Failure to satisfy the second milestone resulted in, effective May 1, 2002, an
increase in interest rates of 100 basis points and the issuance of warrants with
an exercise price of $0.01 to the Company's lenders to purchase 453,378 shares
of the Company's common stock. Such warrants become exercisable upon the earlier
of the fifth anniversary of the date of grant or an event of default under the
credit facility.

     Under the terms of its credit facility, as amended, the Company must comply
with certain quarterly covenants related to leverage ratios, interest coverage
ratios, fixed charge coverage ratios, and capital spending. In addition, the
Company must satisfy a minimum cumulative EBITDA (as defined in the credit
facility) covenant. If the Company does not satisfy such minimum cumulative
EBITDA covenant for any non-quarter month end, the Company's short-term
borrowing availability would be limited until such time as the Company is in
compliance with the covenant, but such failure would not constitute an event of
default. The Company was in compliance with all covenants at March 31, 2002.
Based on current projections, the Company believes

                                        12


that it will be able to remain in compliance with the amended covenant
requirements throughout 2002, although there can be no assurance that such
compliance will be maintained.

     The Company is engaged in discussions with its lenders to renegotiate the
terms of its credit facility. These discussions have covered a wide range of
alternatives and are currently focused on either a forgiveness of a portion of
the debt by the lenders or the deferral of cash interest payments on a portion
of the debt, an extension of the maturity of the credit facility by several
years, and several other significant modifications. Any renegotiation of terms
is likely to be subject to various contingencies, including those relating to
the settlement of the Company's other debt obligations. In connection with any
such agreement, the lenders would likely receive warrants for an additional
portion of the Company's outstanding common stock. There can be no assurances as
to the terms or the success of any renegotiation of the Company's credit
facility.

     On January 22, 2002, Kmart, one of the Company's two largest customers,
filed for protection under Chapter 11 of the United States Bankruptcy Code. A
particular class of vendors was afforded critical vendor status by the
bankruptcy court. The Company has been treated as a critical vendor, and has
been paid substantially all of its accounts receivable for services rendered to
Kmart prior to its bankruptcy filing. The Company continues to be paid under its
normal trade terms for services rendered to Kmart subsequent to January 22,
2002.

     During the first three months of 2002, the Company repaid $3,300 of the
borrowings under its credit facility, repaid $249 of notes and capital lease
obligations, and invested $3,149 in facility construction and new equipment.
Such amounts were primarily funded by cash from operating activities.
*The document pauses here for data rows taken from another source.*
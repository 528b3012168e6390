mod cmd;
mod output;
mod root;

use clap::{Parser, Subcommand};
use cmd::{cache::CacheSubcommand, config::ConfigSubcommand};
use std::path::PathBuf;

#[derive(Parser)]
#[command(
    name = "crew",
    about = "Turn your Claude Code agents into a sheet of trading cards",
    version,
    propagate_version = true
)]
struct Cli {
    /// Project root (default: auto-detect from .claude/ or .git/)
    #[arg(long, global = true, env = "CREW_ROOT")]
    root: Option<PathBuf>,

    /// Output as JSON
    #[arg(long, global = true, short = 'j')]
    json: bool,

    #[command(subcommand)]
    command: Commands,
}

#[derive(Subcommand)]
enum Commands {
    /// Enrich every agent with a persona and render the card sheet
    Generate {
        /// Where to write the PNG (default: render.output in crew.yaml)
        #[arg(long, short = 'o')]
        output: Option<PathBuf>,
        /// Read agents from this directory instead of ~/.claude and .claude
        #[arg(long)]
        agents_dir: Option<PathBuf>,
        /// Skip agents shipped by plugins
        #[arg(long)]
        no_plugins: bool,
    },

    /// List discovered agents
    List {
        /// Read agents from this directory instead of ~/.claude and .claude
        #[arg(long)]
        agents_dir: Option<PathBuf>,
        /// Skip agents shipped by plugins
        #[arg(long)]
        no_plugins: bool,
    },

    /// List discovered skills
    Skills,

    /// Draft a new project agent with Claude
    New {
        /// What the agent should do
        idea: String,
        /// Model tier for the new agent: sonnet, opus, or haiku
        #[arg(long)]
        model: Option<String>,
        /// UI colour tag
        #[arg(long)]
        color: Option<String>,
    },

    /// Inspect or reset the persona cache
    Cache {
        #[command(subcommand)]
        subcommand: CacheSubcommand,
    },

    /// Inspect crew.yaml
    Config {
        #[command(subcommand)]
        subcommand: ConfigSubcommand,
    },

    /// Serve the HTTP API
    Serve {
        /// Port to listen on (0 picks a free port)
        #[arg(long, default_value_t = 3141)]
        port: u16,
        /// Don't open the card sheet in a browser
        #[arg(long)]
        no_open: bool,
    },
}

fn main() {
    let cli = Cli::parse();

    let default_level = match &cli.command {
        Commands::Serve { .. } => tracing::Level::INFO,
        _ => tracing::Level::WARN,
    };

    tracing_subscriber::fmt()
        .with_env_filter(
            tracing_subscriber::EnvFilter::from_default_env().add_directive(default_level.into()),
        )
        .with_target(false)
        .with_writer(std::io::stderr)
        .init();

    let root = root::resolve_root(cli.root.as_deref());

    let result = match cli.command {
        Commands::Generate {
            output,
            agents_dir,
            no_plugins,
        } => cmd::generate::run(&root, output, agents_dir, no_plugins, cli.json),
        Commands::List {
            agents_dir,
            no_plugins,
        } => cmd::list::run(&root, agents_dir, no_plugins, cli.json),
        Commands::Skills => cmd::skills::run(&root, cli.json),
        Commands::New { idea, model, color } => {
            cmd::new::run(&root, &idea, model.as_deref(), color.as_deref(), cli.json)
        }
        Commands::Cache { subcommand } => cmd::cache::run(&root, subcommand, cli.json),
        Commands::Config { subcommand } => cmd::config::run(&root, subcommand, cli.json),
        Commands::Serve { port, no_open } => cmd::serve::run(&root, port, no_open),
    };

    if let Err(e) = result {
        // Print the full error chain (anyhow's alternate Display)
        eprintln!("error: {e:#}");
        std::process::exit(1);
    }
}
     Cash flows from operating activities of continuing operations during the
first three months of 2002 decreased by $473 as compared to the comparable
period in 2001 due primarily to the timing of customer collections and growth in
inventory, partially offset by the timing of vendor payments and an increase in
cash from operating income.

     The Company expects to spend approximately $14,000 over the course of the
next twelve months for capital improvements, essentially all of which is for
modernization. The Company intends to finance these expenditures under operating
or capital leases, sale and leaseback arrangements, or with working capital or
borrowings under its credit facility.

     The Company believes that the cash flow from operations, including
potential improvements in operations as a result of its integration and
restructuring efforts, and available borrowing capacity, subject to the
Company's ability to remain in compliance with the financial covenants under its
credit facility, will provide sufficient cash flows to fund its cash needs
throughout 2002.

ITEM 3.  QUANTITATIVE AND QUALITATIVE DISCLOSURES ABOUT MARKET RISK

     The Company's primary exposure to market risk is interest rate risk. The
Company had $204,711 outstanding under its credit facility at March 31, 2002.
Interest rates on funds borrowed under the Company's credit facility vary based
on changes to the prime rate or LIBOR. The Company partially manages its
interest rate risk through two interest rate swap agreements under which the
Company pays a fixed rate and is paid a floating rate based on the three month
LIBOR rate. The notional amounts of the two interest rate swaps totaled $50,000
at March 31, 2002. A change in interest rates of 1.0% would result in a change
in income before taxes of $1,547 based on the outstanding balance under the
Company's credit facility and the notional amounts of the interest rate swap
agreements at March 31, 2002.

                                        13


                          PART II -- OTHER INFORMATION

ITEM 2.  CHANGES IN SECURITIES AND USE OF PROCEEDS

     In May 2002, pursuant to the terms of its credit facility, the Company
issued warrants with an exercise price of $0.01 to its lenders to purchase
453,378 shares of the Company's common stock. Such warrants become exercisable
upon the earlier of the fifth anniversary of the date of grant or an event of
default under the Company's credit facility. The issuance of such securities by
the Company were effected without registration based on reliance upon the
exemption from registration provided by Section 4(2) of the Securities Act of
1933 for private placements.

ITEM 3.  DEFAULTS UPON SENIOR SECURITIES

     As previously disclosed in its Annual Report on Forms 10-K for the years
ended December 31, 2001 and 2000, a subsidiary of the Company, Wace Group
Limited ("Wace"), is in arrears on the dividend payments related to its 8%
Cumulative Convertible Redeemable Preference Shares. Wace has been prohibited
from making dividend payments due to the lack of distributable reserves in Wace,
and has not made a dividend payment since July 1999. The arrearage, which is
included as part of "Minority interest" in the Consolidated Balance Sheets,
totals $5,823,000 at May 14, 2002.

ITEM 5.  OTHER INFORMATION

     (a) In May 2002, the Board of Directors of the Company appointed Fred
Drasner as Chief Executive Officer of the Company. Mr. Drasner continues to
serve as Chairman of the Board of Directors.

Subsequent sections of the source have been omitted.